This morning, I’m being the typical Sunday morning, “Bad Boy”, that I am. Right now, I’m sitting outside one of my favorite coffee shops having this morning’s espresso. A little latter, I will head back home, a trip of five or so miles on my recumbent trike. Yes, I’m sitting outside, because I’m still too warm to go inside. My hanky is on the table since I had to dry sweat in those critical spots so my glasses won’t slide on down my nose. Should I sweat much on the way home, which I’m certain I will, I’ll take a quick shower before trekking off to St. Herman’s, for church.
That “Bad Boy” thing is my chronically choosing to have some coffee before I technically should. Now, before you begin cheering my breaking some religious rule, bear in mind that I support such rules. My support is not because I accept that keeping the rule(s) makes me right or breaking any makes me wrong. Rules, as I have learned them across all my years, are not there to make me right by keeping them but rather what enables me, step-by-step, to become what I am striving to be. Why then do I break this simple and as I understand it elegant rule?
During the hour and a half or so of liturgy I persistently keep the Jesus Prayer rolling over my trivial thought life. I insistence on living this quiet fashion of drawing closer to the “No Thing”, who is beckoning all of us. I strive everyday after a 10-12 mile run on my tricycle to sit for an hour with my chotki in hand, my eyes closed and typically with my cat in my lap repeating this simple prayer, “Jesus have mercy upon me a sinner.”

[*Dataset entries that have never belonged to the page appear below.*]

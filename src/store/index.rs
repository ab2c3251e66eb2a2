use std::collections::HashMap;
use std::path::PathBuf;

use super::{CredentialRecord, Identity, StoreError, disk};

/// Identity → credential registry.
///
/// Every mutation is written through to disk before the in-memory map
/// changes. Shared as `Arc<Mutex<CredentialStore>>`; holding the lock across
/// the read-check-write in [`CredentialStore::bump_counter`] is what makes
/// the counter update atomic per identity.
pub struct CredentialStore {
    creds_dir:   Option<PathBuf>,
    by_identity: HashMap<Identity, CredentialRecord>,
}

impl CredentialStore {
    /// Load all credentials from disk into memory.
    pub fn load(creds_dir: PathBuf) -> Result<Self, StoreError> {
        let mut by_identity = HashMap::new();
        for record in disk::load_all(&creds_dir)? {
            by_identity.insert(record.identity.clone(), record);
        }
        Ok(Self { creds_dir: Some(creds_dir), by_identity })
    }

    /// Store that lives only in memory.
    pub fn ephemeral() -> Self {
        Self { creds_dir: None, by_identity: HashMap::new() }
    }

    /// Bind a credential to its identity. An existing binding is replaced;
    /// the previous record is returned.
    pub fn register(&mut self, record: CredentialRecord) -> Result<Option<CredentialRecord>, StoreError> {
        if let Some(dir) = &self.creds_dir {
            disk::write_credential(dir, &record)?;
        }
        let identity = record.identity.clone();
        let previous = self.by_identity.insert(identity.clone(), record);
        if previous.is_some() {
            tracing::warn!(identity = %identity, "Credential overwritten");
        } else {
            tracing::info!(identity = %identity, "Credential stored");
        }
        Ok(previous)
    }

    pub fn lookup(&self, identity: &Identity) -> Option<&CredentialRecord> {
        self.by_identity.get(identity)
    }

    /// Advance the stored counter. Fails unless `new_counter` is strictly
    /// greater than the stored value.
    pub fn bump_counter(&mut self, identity: &Identity, new_counter: u32) -> Result<(), StoreError> {
        let record = self.by_identity.get(identity).ok_or(StoreError::NotFound)?;
        if new_counter <= record.counter {
            return Err(StoreError::CounterNotIncreased { stored: record.counter, received: new_counter });
        }
        let mut updated = record.clone();
        updated.counter = new_counter;
        if let Some(dir) = &self.creds_dir {
            disk::write_credential(dir, &updated)?;
        }
        self.by_identity.insert(identity.clone(), updated);
        tracing::info!(identity = %identity, counter = new_counter, "Counter advanced");
        Ok(())
    }

    /// Delete every credential, on disk and in memory. Returns how many
    /// were removed.
    ///
    /// A record leaves memory only once its file is gone, so a failed
    /// deletion leaves the rest of the store matching the disk.
    pub fn clear(&mut self) -> Result<usize, StoreError> {
        let identities: Vec<Identity> = self.by_identity.keys().cloned().collect();
        let mut removed = 0;
        for identity in identities {
            if let Some(dir) = &self.creds_dir {
                disk::delete_credential(dir, &identity)?;
            }
            self.by_identity.remove(&identity);
            removed += 1;
        }
        Ok(removed)
    }

    pub fn credential_count(&self) -> usize {
        self.by_identity.len()
    }
}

This isn’t justification for my sipping coffee every morning. Rather, my sipping is simply a constant wakeup call. My not staying home supports my waking up. By striving to ride a few miles every morning completes the effort to keep myself from vegging out during the hour. None of this is justification, it is only the fashion I have pleasurably learned to keep moving in a direction I aspire to live.